- What you will do: Find the line in the entries below that contains "pub fn read_timeout(&self)". Repeat it exactly, and every line after it through the line that contains "the aggregated view.".

- Input material:

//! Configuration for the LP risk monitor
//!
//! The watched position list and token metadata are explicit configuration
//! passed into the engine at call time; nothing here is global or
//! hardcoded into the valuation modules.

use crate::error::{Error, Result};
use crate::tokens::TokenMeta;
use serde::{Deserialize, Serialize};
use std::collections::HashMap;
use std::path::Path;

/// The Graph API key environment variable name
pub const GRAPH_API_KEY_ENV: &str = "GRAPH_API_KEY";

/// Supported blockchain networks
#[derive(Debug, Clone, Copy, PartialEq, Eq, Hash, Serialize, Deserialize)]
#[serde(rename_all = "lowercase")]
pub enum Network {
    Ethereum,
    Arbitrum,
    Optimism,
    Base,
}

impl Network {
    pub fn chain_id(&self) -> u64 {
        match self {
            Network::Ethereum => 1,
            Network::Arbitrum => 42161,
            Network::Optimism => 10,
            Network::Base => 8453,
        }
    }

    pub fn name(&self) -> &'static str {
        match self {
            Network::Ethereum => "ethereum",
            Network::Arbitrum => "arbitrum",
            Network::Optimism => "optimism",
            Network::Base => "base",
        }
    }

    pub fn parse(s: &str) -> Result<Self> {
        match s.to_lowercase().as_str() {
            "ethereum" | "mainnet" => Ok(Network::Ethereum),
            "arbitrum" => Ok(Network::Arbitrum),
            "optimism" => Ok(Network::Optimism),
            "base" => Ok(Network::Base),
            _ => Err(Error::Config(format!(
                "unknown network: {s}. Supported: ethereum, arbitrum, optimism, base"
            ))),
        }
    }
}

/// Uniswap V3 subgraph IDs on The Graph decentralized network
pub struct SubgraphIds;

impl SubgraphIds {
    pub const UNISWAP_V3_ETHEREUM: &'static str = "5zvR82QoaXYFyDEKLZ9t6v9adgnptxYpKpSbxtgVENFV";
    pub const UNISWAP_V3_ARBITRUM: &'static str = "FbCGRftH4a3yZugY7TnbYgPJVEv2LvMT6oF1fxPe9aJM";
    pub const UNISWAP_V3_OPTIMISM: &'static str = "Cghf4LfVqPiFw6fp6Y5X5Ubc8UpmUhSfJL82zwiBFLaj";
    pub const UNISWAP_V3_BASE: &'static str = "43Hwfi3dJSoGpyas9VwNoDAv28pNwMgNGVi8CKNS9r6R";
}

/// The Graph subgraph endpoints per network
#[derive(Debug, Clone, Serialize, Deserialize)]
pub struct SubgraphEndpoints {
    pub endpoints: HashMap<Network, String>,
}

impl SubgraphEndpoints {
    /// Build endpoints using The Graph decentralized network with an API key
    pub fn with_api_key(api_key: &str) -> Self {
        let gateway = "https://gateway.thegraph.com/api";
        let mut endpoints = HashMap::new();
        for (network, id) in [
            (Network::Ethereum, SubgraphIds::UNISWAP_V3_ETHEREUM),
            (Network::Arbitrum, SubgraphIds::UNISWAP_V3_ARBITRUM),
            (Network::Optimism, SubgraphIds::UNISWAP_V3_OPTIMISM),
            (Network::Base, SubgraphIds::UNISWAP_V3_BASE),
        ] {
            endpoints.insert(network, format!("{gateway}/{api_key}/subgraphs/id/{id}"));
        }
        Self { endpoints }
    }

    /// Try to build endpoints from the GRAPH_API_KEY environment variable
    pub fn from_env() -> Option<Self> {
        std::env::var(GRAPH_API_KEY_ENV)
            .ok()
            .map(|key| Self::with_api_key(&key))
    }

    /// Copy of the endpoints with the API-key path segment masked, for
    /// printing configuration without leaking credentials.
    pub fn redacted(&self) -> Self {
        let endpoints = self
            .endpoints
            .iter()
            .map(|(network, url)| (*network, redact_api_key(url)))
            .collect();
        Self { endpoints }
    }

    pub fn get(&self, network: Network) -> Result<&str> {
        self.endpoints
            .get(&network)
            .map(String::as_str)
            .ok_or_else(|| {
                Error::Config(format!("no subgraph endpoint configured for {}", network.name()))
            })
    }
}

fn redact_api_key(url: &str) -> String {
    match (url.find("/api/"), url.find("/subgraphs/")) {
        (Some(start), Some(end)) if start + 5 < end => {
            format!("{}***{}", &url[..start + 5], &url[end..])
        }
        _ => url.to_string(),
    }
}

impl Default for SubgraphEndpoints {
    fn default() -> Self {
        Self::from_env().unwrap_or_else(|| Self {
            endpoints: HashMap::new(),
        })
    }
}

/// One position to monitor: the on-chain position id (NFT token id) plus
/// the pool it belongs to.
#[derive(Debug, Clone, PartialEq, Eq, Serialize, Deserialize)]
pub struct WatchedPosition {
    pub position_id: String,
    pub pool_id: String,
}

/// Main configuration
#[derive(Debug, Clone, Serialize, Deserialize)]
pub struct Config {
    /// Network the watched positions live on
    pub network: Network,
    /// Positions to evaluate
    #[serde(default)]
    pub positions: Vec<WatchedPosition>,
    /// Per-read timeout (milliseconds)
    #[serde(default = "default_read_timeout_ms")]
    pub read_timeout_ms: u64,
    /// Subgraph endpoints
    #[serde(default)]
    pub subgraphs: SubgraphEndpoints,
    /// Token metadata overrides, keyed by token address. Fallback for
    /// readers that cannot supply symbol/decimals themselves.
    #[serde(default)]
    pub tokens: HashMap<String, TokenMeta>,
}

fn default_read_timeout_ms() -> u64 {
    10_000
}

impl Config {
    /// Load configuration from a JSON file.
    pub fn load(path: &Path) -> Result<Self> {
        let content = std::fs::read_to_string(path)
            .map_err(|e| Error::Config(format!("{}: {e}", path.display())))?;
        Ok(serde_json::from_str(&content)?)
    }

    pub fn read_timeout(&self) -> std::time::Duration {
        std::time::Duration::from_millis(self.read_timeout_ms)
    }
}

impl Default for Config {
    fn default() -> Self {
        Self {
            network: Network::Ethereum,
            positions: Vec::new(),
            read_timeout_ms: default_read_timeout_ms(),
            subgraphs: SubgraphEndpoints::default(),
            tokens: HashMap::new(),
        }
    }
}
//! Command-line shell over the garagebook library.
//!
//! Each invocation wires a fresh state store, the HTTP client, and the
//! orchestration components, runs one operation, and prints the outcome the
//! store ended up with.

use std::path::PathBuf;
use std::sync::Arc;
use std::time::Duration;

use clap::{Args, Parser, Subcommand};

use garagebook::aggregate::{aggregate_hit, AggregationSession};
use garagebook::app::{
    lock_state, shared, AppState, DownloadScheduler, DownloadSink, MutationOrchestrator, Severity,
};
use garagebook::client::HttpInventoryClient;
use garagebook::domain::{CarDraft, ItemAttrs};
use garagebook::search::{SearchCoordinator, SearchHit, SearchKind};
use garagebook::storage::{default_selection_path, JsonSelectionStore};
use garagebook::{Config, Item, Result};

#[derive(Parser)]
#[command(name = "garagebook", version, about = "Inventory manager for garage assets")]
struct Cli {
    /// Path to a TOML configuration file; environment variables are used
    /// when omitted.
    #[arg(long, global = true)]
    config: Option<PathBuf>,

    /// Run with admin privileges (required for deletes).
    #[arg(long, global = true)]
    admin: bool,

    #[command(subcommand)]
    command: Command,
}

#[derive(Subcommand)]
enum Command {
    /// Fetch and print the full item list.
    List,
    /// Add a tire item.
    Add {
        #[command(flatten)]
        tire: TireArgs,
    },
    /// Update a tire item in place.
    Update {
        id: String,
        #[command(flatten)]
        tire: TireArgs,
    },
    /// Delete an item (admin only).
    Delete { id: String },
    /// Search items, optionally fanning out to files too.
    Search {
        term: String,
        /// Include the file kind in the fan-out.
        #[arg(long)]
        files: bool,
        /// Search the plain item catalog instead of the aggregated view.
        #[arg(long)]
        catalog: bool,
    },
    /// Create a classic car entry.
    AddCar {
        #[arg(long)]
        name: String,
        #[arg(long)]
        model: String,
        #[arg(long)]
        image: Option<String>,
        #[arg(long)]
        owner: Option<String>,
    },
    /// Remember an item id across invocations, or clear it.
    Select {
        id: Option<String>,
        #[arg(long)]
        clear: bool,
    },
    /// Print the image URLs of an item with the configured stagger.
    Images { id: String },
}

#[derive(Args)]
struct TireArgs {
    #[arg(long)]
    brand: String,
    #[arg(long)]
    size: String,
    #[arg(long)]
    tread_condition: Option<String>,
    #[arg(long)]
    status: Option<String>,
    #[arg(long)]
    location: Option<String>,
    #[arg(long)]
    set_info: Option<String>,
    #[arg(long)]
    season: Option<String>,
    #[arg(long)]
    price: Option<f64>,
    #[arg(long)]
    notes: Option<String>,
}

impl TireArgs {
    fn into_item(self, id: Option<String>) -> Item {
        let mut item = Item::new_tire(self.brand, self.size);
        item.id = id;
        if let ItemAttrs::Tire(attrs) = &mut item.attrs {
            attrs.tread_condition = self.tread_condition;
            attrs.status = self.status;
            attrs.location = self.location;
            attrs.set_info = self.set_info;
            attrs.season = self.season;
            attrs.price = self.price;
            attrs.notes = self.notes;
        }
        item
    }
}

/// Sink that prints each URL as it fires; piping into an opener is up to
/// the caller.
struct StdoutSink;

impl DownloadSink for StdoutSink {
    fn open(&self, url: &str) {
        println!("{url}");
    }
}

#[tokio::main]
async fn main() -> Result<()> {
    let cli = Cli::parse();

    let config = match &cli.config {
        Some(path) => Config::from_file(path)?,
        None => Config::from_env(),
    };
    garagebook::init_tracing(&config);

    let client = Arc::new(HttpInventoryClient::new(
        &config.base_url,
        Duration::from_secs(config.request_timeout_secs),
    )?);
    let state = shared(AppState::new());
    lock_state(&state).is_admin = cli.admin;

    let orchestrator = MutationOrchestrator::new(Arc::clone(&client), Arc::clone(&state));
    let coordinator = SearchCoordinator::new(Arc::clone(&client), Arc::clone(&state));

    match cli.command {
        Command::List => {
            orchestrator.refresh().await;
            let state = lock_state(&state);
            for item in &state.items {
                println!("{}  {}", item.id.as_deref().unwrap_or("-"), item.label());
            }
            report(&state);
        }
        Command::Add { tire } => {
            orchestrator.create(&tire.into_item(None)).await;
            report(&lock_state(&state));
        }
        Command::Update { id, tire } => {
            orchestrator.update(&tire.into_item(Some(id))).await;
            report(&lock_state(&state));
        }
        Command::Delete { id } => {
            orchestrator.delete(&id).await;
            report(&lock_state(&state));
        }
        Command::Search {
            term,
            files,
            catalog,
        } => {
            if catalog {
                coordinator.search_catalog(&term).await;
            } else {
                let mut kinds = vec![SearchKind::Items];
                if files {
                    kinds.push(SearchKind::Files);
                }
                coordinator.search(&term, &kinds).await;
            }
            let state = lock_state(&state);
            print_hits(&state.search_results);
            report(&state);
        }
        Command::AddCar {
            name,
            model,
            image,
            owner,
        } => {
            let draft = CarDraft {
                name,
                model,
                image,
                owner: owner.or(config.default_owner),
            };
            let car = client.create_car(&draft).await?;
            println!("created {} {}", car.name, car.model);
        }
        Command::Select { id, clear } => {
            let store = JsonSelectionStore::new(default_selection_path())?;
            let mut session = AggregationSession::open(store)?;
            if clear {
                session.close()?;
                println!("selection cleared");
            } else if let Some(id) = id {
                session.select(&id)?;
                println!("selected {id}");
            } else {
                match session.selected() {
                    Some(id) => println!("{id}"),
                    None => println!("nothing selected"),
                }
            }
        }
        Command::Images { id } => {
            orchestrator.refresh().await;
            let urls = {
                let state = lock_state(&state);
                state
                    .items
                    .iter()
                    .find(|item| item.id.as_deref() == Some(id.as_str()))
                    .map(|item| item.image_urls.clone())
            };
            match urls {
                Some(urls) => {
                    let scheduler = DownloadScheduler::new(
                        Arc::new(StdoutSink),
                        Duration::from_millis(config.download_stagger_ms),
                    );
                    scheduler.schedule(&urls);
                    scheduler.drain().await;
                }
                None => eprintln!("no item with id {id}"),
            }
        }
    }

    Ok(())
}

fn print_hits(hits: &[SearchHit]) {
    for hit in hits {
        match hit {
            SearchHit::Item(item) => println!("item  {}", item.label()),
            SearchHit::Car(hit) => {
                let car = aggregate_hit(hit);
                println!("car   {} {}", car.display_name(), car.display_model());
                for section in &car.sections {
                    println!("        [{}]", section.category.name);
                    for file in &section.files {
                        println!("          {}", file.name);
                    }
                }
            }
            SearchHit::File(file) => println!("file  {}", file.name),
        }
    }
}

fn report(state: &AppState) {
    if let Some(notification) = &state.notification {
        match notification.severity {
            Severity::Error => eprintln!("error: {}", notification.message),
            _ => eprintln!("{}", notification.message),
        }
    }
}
--
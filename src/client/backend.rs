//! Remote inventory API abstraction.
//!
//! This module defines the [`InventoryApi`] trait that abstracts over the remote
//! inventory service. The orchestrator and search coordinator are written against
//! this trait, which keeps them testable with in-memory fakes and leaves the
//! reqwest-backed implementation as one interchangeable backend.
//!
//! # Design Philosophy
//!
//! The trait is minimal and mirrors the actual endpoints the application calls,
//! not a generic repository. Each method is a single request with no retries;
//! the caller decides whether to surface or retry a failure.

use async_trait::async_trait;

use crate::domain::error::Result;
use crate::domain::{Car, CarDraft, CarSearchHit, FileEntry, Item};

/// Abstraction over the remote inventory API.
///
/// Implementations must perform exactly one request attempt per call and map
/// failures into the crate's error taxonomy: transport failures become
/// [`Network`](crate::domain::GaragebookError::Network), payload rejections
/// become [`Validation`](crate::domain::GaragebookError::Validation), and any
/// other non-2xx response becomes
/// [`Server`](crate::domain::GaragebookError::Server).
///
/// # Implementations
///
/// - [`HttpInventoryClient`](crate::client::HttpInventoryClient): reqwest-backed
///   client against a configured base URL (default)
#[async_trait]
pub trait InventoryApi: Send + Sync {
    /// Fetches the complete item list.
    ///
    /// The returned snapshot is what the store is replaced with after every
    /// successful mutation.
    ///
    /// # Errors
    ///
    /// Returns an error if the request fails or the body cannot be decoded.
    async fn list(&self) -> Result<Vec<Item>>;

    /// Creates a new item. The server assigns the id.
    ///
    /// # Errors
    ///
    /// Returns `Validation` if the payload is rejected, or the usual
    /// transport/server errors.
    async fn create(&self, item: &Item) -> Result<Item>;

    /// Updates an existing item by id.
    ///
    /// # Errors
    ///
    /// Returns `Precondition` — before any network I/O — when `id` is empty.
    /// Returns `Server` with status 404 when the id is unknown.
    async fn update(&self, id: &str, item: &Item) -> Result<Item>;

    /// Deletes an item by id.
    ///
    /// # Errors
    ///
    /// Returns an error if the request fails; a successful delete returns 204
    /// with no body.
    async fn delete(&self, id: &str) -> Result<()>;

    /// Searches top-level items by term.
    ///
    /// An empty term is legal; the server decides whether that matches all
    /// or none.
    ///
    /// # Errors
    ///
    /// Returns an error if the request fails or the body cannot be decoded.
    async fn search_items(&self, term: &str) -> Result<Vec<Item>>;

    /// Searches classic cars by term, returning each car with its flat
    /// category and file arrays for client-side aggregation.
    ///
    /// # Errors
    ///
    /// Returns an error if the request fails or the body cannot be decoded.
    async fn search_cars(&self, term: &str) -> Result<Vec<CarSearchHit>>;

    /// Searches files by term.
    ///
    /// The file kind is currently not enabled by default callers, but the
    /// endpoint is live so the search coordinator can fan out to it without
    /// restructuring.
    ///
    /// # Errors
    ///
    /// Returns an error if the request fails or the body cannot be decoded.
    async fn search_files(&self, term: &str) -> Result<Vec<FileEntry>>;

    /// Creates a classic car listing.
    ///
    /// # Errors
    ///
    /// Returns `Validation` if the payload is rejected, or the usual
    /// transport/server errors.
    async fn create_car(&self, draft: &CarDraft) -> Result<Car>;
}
---
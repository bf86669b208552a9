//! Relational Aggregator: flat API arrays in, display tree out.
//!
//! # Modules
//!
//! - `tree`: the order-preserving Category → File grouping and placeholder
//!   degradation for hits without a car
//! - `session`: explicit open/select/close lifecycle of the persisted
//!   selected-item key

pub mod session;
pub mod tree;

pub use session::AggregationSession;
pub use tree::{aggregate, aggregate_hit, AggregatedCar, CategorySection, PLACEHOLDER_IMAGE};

- Answer section:
    pub fn read_timeout(&self) -> std::time::Duration {
        std::time::Duration::from_millis(self.read_timeout_ms)
    }
}

impl Default for Config {
    fn default() -> Self {
        Self {
            network: Network::Ethereum,
            positions: Vec::new(),
            read_timeout_ms: default_read_timeout_ms(),
            subgraphs: SubgraphEndpoints::default(),
            tokens: HashMap::new(),
        }
    }
}
//! Command-line shell over the garagebook library.
//!
//! Each invocation wires a fresh state store, the HTTP client, and the
//! orchestration components, runs one operation, and prints the outcome the
//! store ended up with.

use std::path::PathBuf;
use std::sync::Arc;
use std::time::Duration;

use clap::{Args, Parser, Subcommand};

use garagebook::aggregate::{aggregate_hit, AggregationSession};
use garagebook::app::{
    lock_state, shared, AppState, DownloadScheduler, DownloadSink, MutationOrchestrator, Severity,
};
use garagebook::client::HttpInventoryClient;
use garagebook::domain::{CarDraft, ItemAttrs};
use garagebook::search::{SearchCoordinator, SearchHit, SearchKind};
use garagebook::storage::{default_selection_path, JsonSelectionStore};
use garagebook::{Config, Item, Result};

#[derive(Parser)]
#[command(name = "garagebook", version, about = "Inventory manager for garage assets")]
struct Cli {
    /// Path to a TOML configuration file; environment variables are used
    /// when omitted.
    #[arg(long, global = true)]
    config: Option<PathBuf>,

    /// Run with admin privileges (required for deletes).
    #[arg(long, global = true)]
    admin: bool,

    #[command(subcommand)]
    command: Command,
}

#[derive(Subcommand)]
enum Command {
    /// Fetch and print the full item list.
    List,
    /// Add a tire item.
    Add {
        #[command(flatten)]
        tire: TireArgs,
    },
    /// Update a tire item in place.
    Update {
        id: String,
        #[command(flatten)]
        tire: TireArgs,
    },
    /// Delete an item (admin only).
    Delete { id: String },
    /// Search items, optionally fanning out to files too.
    Search {
        term: String,
        /// Include the file kind in the fan-out.
        #[arg(long)]
        files: bool,
        /// Search the plain item catalog instead of the aggregated view.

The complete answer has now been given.